An important paper has been published in the journal Clinical Oncology.

This meta-analysis, entitled "The Contribution of Cytotoxic Chemotherapy to 5-year Survival in Adult Malignancies" set out to accurately quantify and assess the actual benefit conferred by chemotherapy in the treatment of adults with the commonest types of cancer. Although the paper has attracted some attention in Australia, the native country of the paper's authors, it has been greeted with complete silence on this side of the world

All three of the paper's authors are oncologists. Lead author Associate Professor Graeme Morgan is a radiation oncologist at Royal North Shore Hospital in Sydney; Professor Robyn Ward is a medical oncologist at University of New South Wales/St. Vincent's Hospital. The third author, Dr. Michael Barton, is a radiation oncologist and a member of the Collaboration for Cancer Outcomes Research and Evaluation, Liverpool Health Service, Sydney. Prof. Ward is also a member of the Therapeutic Goods Authority of the Australian Federal Department of Health and Aging, the official body that advises the Australian government on the suitability and efficacy of drugs to be listed on the national Pharmaceutical Benefits Schedule (PBS) – roughly the equivalent of the US Food and Drug Administration.

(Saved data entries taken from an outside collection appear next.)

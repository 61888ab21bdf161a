//! SQL execution helpers for bootstrap

use crate::error::Result;
use common::command::run_with_input;
use common::psql;

/// Quote an identifier (`"` doubled).
pub fn quote_ident(ident: &str) -> String {
    format!("\"{}\"", ident.replace('"', "\"\""))
}

/// Quote a string literal (`'` doubled).
pub fn quote_literal(literal: &str) -> String {
    format!("'{}'", literal.replace('\'', "''"))
}

/// psql over the local socket as the bootstrap superuser.
pub struct Psql {
    superuser: String,
}

impl Psql {
    pub fn new(superuser: &str) -> Self {
        Self {
            superuser: superuser.to_string(),
        }
    }

    fn base_args(&self, database: &str) -> Vec<String> {
        vec![
            "-v".to_string(),
            "ON_ERROR_STOP=1".to_string(),
            "--no-psqlrc".to_string(),
            "--no-password".to_string(),
            "-U".to_string(),
            self.superuser.clone(),
            "-d".to_string(),
            database.to_string(),
        ]
    }

    /// Unaligned, tuples-only query. Do not put secrets in `sql`.
    pub async fn query(&self, database: &str, sql: &str) -> Result<String> {
        let mut args = self.base_args(database);
        args.extend(["-Atc".to_string(), sql.to_string()]);
        let args: Vec<&str> = args.iter().map(String::as_str).collect();
        Ok(psql(&args).await?)
    }

    /// Whether `sql` returns at least one row.
    pub async fn exists(&self, database: &str, sql: &str) -> Result<bool> {
        Ok(!self.query(database, sql).await?.is_empty())
    }

    /// Run a statement fed through stdin.
    pub async fn execute(&self, database: &str, sql: &str) -> Result<()> {
        let args = self.base_args(database);
        let args: Vec<&str> = args.iter().map(String::as_str).collect();
        run_with_input("psql", &args, sql).await?.into_checked("psql")?;
        Ok(())
    }
}
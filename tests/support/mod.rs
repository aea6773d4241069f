//! In-memory cluster harness for integration tests
//!
//! Routes envelopes between real `Node` instances without any I/O.
//! Links can be made lossy (fail the next N RPC attempts) or cut
//! entirely, which is how the partition and retry scenarios are driven.
#![allow(dead_code)]

use std::collections::{HashMap, HashSet};
use std::sync::{Arc, Mutex};

use async_trait::async_trait;

use starling::error::Result;
use starling::node::messages::{Body, Envelope, Payload};
use starling::node::{Node, NodeId};
use starling::settings::Settings;
use starling::store::Value;
use starling::transport::PeerSender;
use starling::transport_error;

#[derive(Default)]
pub struct ClusterRouter {
    nodes: Mutex<HashMap<NodeId, Arc<Node>>>,
    // (from, to) -> number of upcoming RPC attempts to black-hole
    lossy_links: Mutex<HashMap<(NodeId, NodeId), u32>>,
    unreachable: Mutex<HashSet<NodeId>>,
}

impl ClusterRouter {
    pub fn new() -> Arc<Self> {
        Arc::new(Self::default())
    }

    pub fn register(&self, id: NodeId, node: Arc<Node>) {
        self.nodes.lock().unwrap().insert(id, node);
    }

    fn node(&self, id: &NodeId) -> Option<Arc<Node>> {
        self.nodes.lock().unwrap().get(id).cloned()
    }

    /// Black-hole the next `count` RPC attempts from `from` to `to`.
    pub fn drop_next(&self, from: &str, to: &str, count: u32) {
        self.lossy_links
            .lock()
            .unwrap()
            .insert((NodeId::new(from), NodeId::new(to)), count);
    }

    pub fn mark_unreachable(&self, id: &str) {
        self.unreachable.lock().unwrap().insert(NodeId::new(id));
    }

    pub fn mark_reachable(&self, id: &str) {
        self.unreachable.lock().unwrap().remove(&NodeId::new(id));
    }

    fn is_unreachable(&self, id: &NodeId) -> bool {
        self.unreachable.lock().unwrap().contains(id)
    }

    fn take_planned_drop(&self, from: &NodeId, to: &NodeId) -> bool {
        let mut links = self.lossy_links.lock().unwrap();
        let key = (from.clone(), to.clone());
        match links.get_mut(&key) {
            Some(remaining) if *remaining > 0 => {
                *remaining -= 1;
                true
            }
            _ => false,
        }
    }
}

/// Per-node transport backed by the shared router. Records every outbound
/// body so tests can assert on fan-out behavior.
pub struct RouterTransport {
    src: NodeId,
    router: Arc<ClusterRouter>,
    sent: Mutex<Vec<(NodeId, Payload)>>,
}

impl RouterTransport {
    pub fn new(src: NodeId, router: Arc<ClusterRouter>) -> Self {
        Self {
            src,
            router,
            sent: Mutex::new(Vec::new()),
        }
    }

    fn record(&self, dest: &NodeId, body: &Body) {
        self.sent
            .lock()
            .unwrap()
            .push((dest.clone(), body.payload.clone()));
    }

    /// Destinations of every recorded outbound `broadcast`.
    pub fn broadcast_dests(&self) -> Vec<NodeId> {
        self.sent
            .lock()
            .unwrap()
            .iter()
            .filter(|(_, payload)| matches!(payload, Payload::Broadcast { .. }))
            .map(|(dest, _)| dest.clone())
            .collect()
    }

    /// Destinations of every recorded outbound `sync`.
    pub fn sync_dests(&self) -> Vec<NodeId> {
        self.sent
            .lock()
            .unwrap()
            .iter()
            .filter(|(_, payload)| matches!(payload, Payload::Sync { .. }))
            .map(|(dest, _)| dest.clone())
            .collect()
    }
}

#[async_trait]
impl PeerSender for RouterTransport {
    async fn send(&self, dest: &NodeId, body: Body) -> Result<()> {
        self.record(dest, &body);

        // fire-and-forget into a dead link is silently lost, like UDP
        if self.router.is_unreachable(dest) {
            return Ok(());
        }

        if let Some(node) = self.router.node(dest) {
            let envelope = Envelope {
                src: self.src.clone(),
                dest: dest.clone(),
                body,
            };
            tokio::spawn(async move {
                let _ = node.handle(envelope).await;
            });
        }
        Ok(())
    }

    async fn rpc(&self, dest: &NodeId, mut body: Body) -> Result<Body> {
        self.record(dest, &body);
        body.msg_id = Some(1);

        // a partitioned or lossy link never answers; the caller's
        // per-attempt timeout is what turns this into a retry
        if self.router.is_unreachable(dest) || self.router.take_planned_drop(&self.src, dest)
        {
            std::future::pending::<()>().await;
            unreachable!();
        }

        let node = self
            .router
            .node(dest)
            .ok_or_else(|| transport_error!("peer {} not registered", dest))?;

        let envelope = Envelope {
            src: self.src.clone(),
            dest: dest.clone(),
            body,
        };
        match node.handle(envelope).await? {
            Some(payload) => Ok(Body {
                msg_id: None,
                in_reply_to: Some(1),
                payload,
            }),
            None => {
                std::future::pending::<()>().await;
                unreachable!();
            }
        }
    }
}

/// Fast timings so retry/sync scenarios settle quickly under test.
pub fn test_settings() -> Settings {
    Settings {
        sync_interval_ms: 20,
        retry_delay_ms: 2,
        rpc_timeout_ms: 10,
        ..Settings::default()
    }
}

pub fn spawn_node(
    router: &Arc<ClusterRouter>,
    id: &str,
    settings: Settings,
) -> (Arc<Node>, Arc<RouterTransport>) {
    let transport = Arc::new(RouterTransport::new(NodeId::new(id), Arc::clone(router)));
    let node = Arc::new(Node::new(
        settings,
        Arc::clone(&transport) as Arc<dyn PeerSender>,
    ));
    router.register(NodeId::new(id), Arc::clone(&node));
    (node, transport)
}

pub fn envelope(src: &str, dest: &str, payload: Payload) -> Envelope {
    Envelope {
        src: NodeId::new(src),
        dest: NodeId::new(dest),
        body: Body {
            msg_id: Some(1),
            in_reply_to: None,
            payload,
        },
    }
}

pub async fn init_node(node: &Node, id: &str, all_nodes: &[&str]) {
    let payload = Payload::Init {
        node_id: NodeId::new(id),
        node_ids: all_nodes.iter().map(|n| NodeId::new(*n)).collect(),
    };
    let reply = node.handle(envelope("c0", id, payload)).await.unwrap();
    assert_eq!(reply, Some(Payload::InitOk));
}

pub async fn configure_topology(node: &Node, id: &str, adjacency: &[(&str, &[&str])]) {
    let topology: HashMap<NodeId, Vec<NodeId>> = adjacency
        .iter()
        .map(|(from, neighbors)| {
            (
                NodeId::new(*from),
                neighbors.iter().map(|n| NodeId::new(*n)).collect(),
            )
        })
        .collect();
    let reply = node
        .handle(envelope("c0", id, Payload::Topology { topology }))
        .await
        .unwrap();
    assert_eq!(reply, Some(Payload::TopologyOk));
}

pub async fn broadcast_value(node: &Node, from: &str, dest: &str, value: i64) -> Option<Payload> {
    node.handle(envelope(
        from,
        dest,
        Payload::Broadcast {
            message: Value(value),
        },
    ))
    .await
    .unwrap()
}

/// Poll until every node's store contains `value`, or panic after 5s.
pub async fn await_convergence(nodes: &[&Arc<Node>], value: i64) {
    let deadline = std::time::Duration::from_secs(5);
    tokio::time::timeout(deadline, async {
        loop {
            if nodes.iter().all(|node| node.store().seen(Value(value))) {
                return;
            }
            tokio::time::sleep(std::time::Duration::from_millis(5)).await;
        }
    })
    .await
    .expect("cluster failed to converge within 5s");
}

Their meticulous study was based on an analysis of the results of all the randomized, controlled clinical trials (RCTs) performed in Australia and the US that reported a statistically significant increase in 5-year survival due to the use of chemotherapy in adult malignancies. Survival data were drawn from the Australian cancer registries and the US National Cancer Institute's Surveillance Epidemiology and End Results (SEER) registry spanning the period January 1990 until January 2004.

Wherever data were uncertain, the authors deliberately erred on the side of over-estimating the benefit of chemotherapy. Even so, the study concluded that overall, chemotherapy contributes just over 2 percent to improved survival in cancer patients.

Yet despite the mounting evidence of chemotherapy's lack of effectiveness in prolonging survival, oncologists continue to present chemotherapy as a rational and promising approach to cancer treatment.


"Some practitioners still remain optimistic that cytotoxic chemotherapy will significantly improve cancer survival," the authors wrote in their introduction. "However, despite the use of new and expensive single and combination drugs to improve response rates...there has been little impact from the use of newer regimens" (Morgan 2005).

The Australian authors continued: "...in lung cancer, the median survival has increased by only 2 months [during the past 20 years, ed.] and an overall survival benefit of less than 5 percent has been achieved in the adjuvant treatment of breast, colon and head and neck cancers."